🤖 AI Summary
Design rationale (DR) documentation is severely lacking in software architecture decision-making, hindering traceability and maintainability. Method: This work presents the first systematic evaluation of large language models (LLMs) for automated DR generation, using 100 real-world architecture problems. We compare three prompting paradigms—zero-shot, chain-of-thought (CoT), and LLM agents—across five state-of-the-art LLMs, with human expert annotations and quantitative assessment via precision, recall, and F1-score. Contribution/Results: The best-performing configuration achieves an F1-score of 0.389. Between 64.45% and 69.42% of generated rationales are deemed practically useful by experts, while misleading content constitutes only 1.59%–3.24%. The study validates the feasibility of LLM-assisted DR documentation and identifies the applicability boundaries and optimization opportunities of distinct prompting strategies for architecture knowledge generation.
📝 Abstract
Design Rationale (DR) for software architecture decisions refers to the reasoning underlying architectural choices, which provides valuable insights into the different phases of the architecting process throughout software development. However, in practice, DR is often inadequately documented due to a lack of motivation and effort from developers. With the recent advancements in Large Language Models (LLMs), their capabilities in text comprehension, reasoning, and generation may enable the generation and recovery of DR for architecture decisions. In this study, we evaluated the performance of LLMs in generating DR for architecture decisions. First, we collected 50 Stack Overflow (SO) posts, 25 GitHub issues, and 25 GitHub discussions related to architecture decisions to construct a dataset of 100 architecture-related problems. Then, we selected five LLMs to generate DR for the architecture decisions with three prompting strategies, including zero-shot, chain of thought (CoT), and LLM-based agents.
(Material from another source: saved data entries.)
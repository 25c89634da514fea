//! Engine error types

use indexmap::IndexMap;
use miette::Diagnostic;
use podplate_core::CoreError;
use std::fmt;
use thiserror::Error;

/// Main engine error type
#[derive(Error, Debug, Diagnostic)]
pub enum EngineError {
    #[error("Cyclic variable reference: {}", chain.join(" -> "))]
    #[diagnostic(
        code(podplate::engine::cycle),
        help("give one of the variables in this loop a literal value")
    )]
    CyclicReference { chain: Vec<String> },

    #[error("{0}")]
    #[diagnostic(code(podplate::engine::variables))]
    Variables(CoreError),

    #[error("Unresolved placeholders: {}", .0.summary())]
    #[diagnostic(
        code(podplate::engine::unresolved),
        help("define the missing variables in the variables file, or render without --strict")
    )]
    Unresolved(RenderReport),

    #[error("Unknown template: {name}")]
    #[diagnostic(code(podplate::engine::unknown_template))]
    UnknownTemplate {
        name: String,
        #[help]
        suggestion: Option<String>,
    },

    #[error("Cannot read template {path}: {source}")]
    #[diagnostic(
        code(podplate::engine::template_file),
        help("run `podplate scaffold` to write the built-in templates")
    )]
    TemplateFile {
        path: String,
        #[source]
        source: std::io::Error,
    },

    #[error("Secret error: {message}")]
    #[diagnostic(code(podplate::engine::secret))]
    Secret {
        message: String,
        #[help]
        help: Option<String>,
    },

    #[error("IO error: {0}")]
    #[diagnostic(code(podplate::engine::io))]
    Io(#[from] std::io::Error),

    #[error("YAML error: {0}")]
    #[diagnostic(code(podplate::engine::yaml))]
    Yaml(#[from] serde_yaml::Error),
}

impl From<CoreError> for EngineError {
    fn from(err: CoreError) -> Self {
        match err {
            CoreError::CyclicReference { chain } => Self::CyclicReference { chain },
            other => Self::Variables(other),
        }
    }
}

impl EngineError {
    pub(crate) fn secret(message: impl Into<String>) -> Self {
        Self::Secret {
            message: message.into(),
            help: None,
        }
    }

    pub(crate) fn secret_with_help(message: impl Into<String>, help: impl Into<String>) -> Self {
        Self::Secret {
            message: message.into(),
            help: Some(help.into()),
        }
    }
}

/// A placeholder left in rendered output because its key is not defined
#[derive(Debug, Clone, PartialEq, Eq)]
pub struct UnresolvedPlaceholder {
    /// The undefined key
    pub key: String,

    /// 1-based line in the rendered output
    pub line: usize,

    /// Closest defined key, if any is close enough
    pub suggestion: Option<String>,
}

impl fmt::Display for UnresolvedPlaceholder {
    fn fmt(&self, f: &mut fmt::Formatter<'_>) -> fmt::Result {
        write!(f, "line {}: ${{{}}} is not defined", self.line, self.key)?;
        if let Some(suggestion) = &self.suggestion {
            write!(f, " ({})", suggestion)?;
        }
        Ok(())
    }
}

/// Unresolved placeholders collected while rendering several templates
#[derive(Debug, Default, Clone)]
pub struct RenderReport {
    /// Unresolved placeholders grouped by template (IndexMap preserves insertion order)
    pub unresolved_by_template: IndexMap<String, Vec<UnresolvedPlaceholder>>,

    /// Templates rendered without leftovers
    pub clean_templates: Vec<String>,

    /// Total unresolved placeholder count
    pub total_unresolved: usize,
}

impl RenderReport {
    /// Create a new empty report
    pub fn new() -> Self {
        Self::default()
    }

    /// Record the outcome for one template
    pub fn record(&mut self, template_name: impl Into<String>, unresolved: Vec<UnresolvedPlaceholder>) {
        let template_name = template_name.into();
        if unresolved.is_empty() {
            self.clean_templates.push(template_name);
        } else {
            self.total_unresolved += unresolved.len();
            self.unresolved_by_template
                .entry(template_name)
                .or_default()
                .extend(unresolved);
        }
    }

    pub fn has_unresolved(&self) -> bool {
        self.total_unresolved > 0
    }

    /// Get count of templates with unresolved placeholders
    pub fn templates_with_unresolved(&self) -> usize {
        self.unresolved_by_template.len()
    }

    /// Generate summary message: "5 placeholders in 3 templates"
    pub fn summary(&self) -> String {
        let template_word = if self.templates_with_unresolved() == 1 {
            "template"
        } else {
            "templates"
        };
        let placeholder_word = if self.total_unresolved == 1 {
            "placeholder"
        } else {
            "placeholders"
        };
        format!(
            "{} {} in {} {}",
            self.total_unresolved,
            placeholder_word,
            self.templates_with_unresolved(),
            template_word
        )
    }
}

/// Result type for engine operations
pub type Result<T> = std::result::Result<T, EngineError>;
With the DR provided by human experts as ground truth, the Precision of LLM-generated DR with the three prompting strategies ranges from 0.267 to 0.278, Recall from 0.627 to 0.715, and F1-score from 0.351 to 0.389. Additionally, 64.45% to 69.42% of the arguments of DR not mentioned by human experts are also helpful, 4.12% to 4.87% of the arguments have uncertain correctness, and 1.59% to 3.24% of the arguments are potentially misleading. Based on the results, we further discussed the pros and cons of the three prompting strategies and the strengths and limitations of the DR generated by LLMs.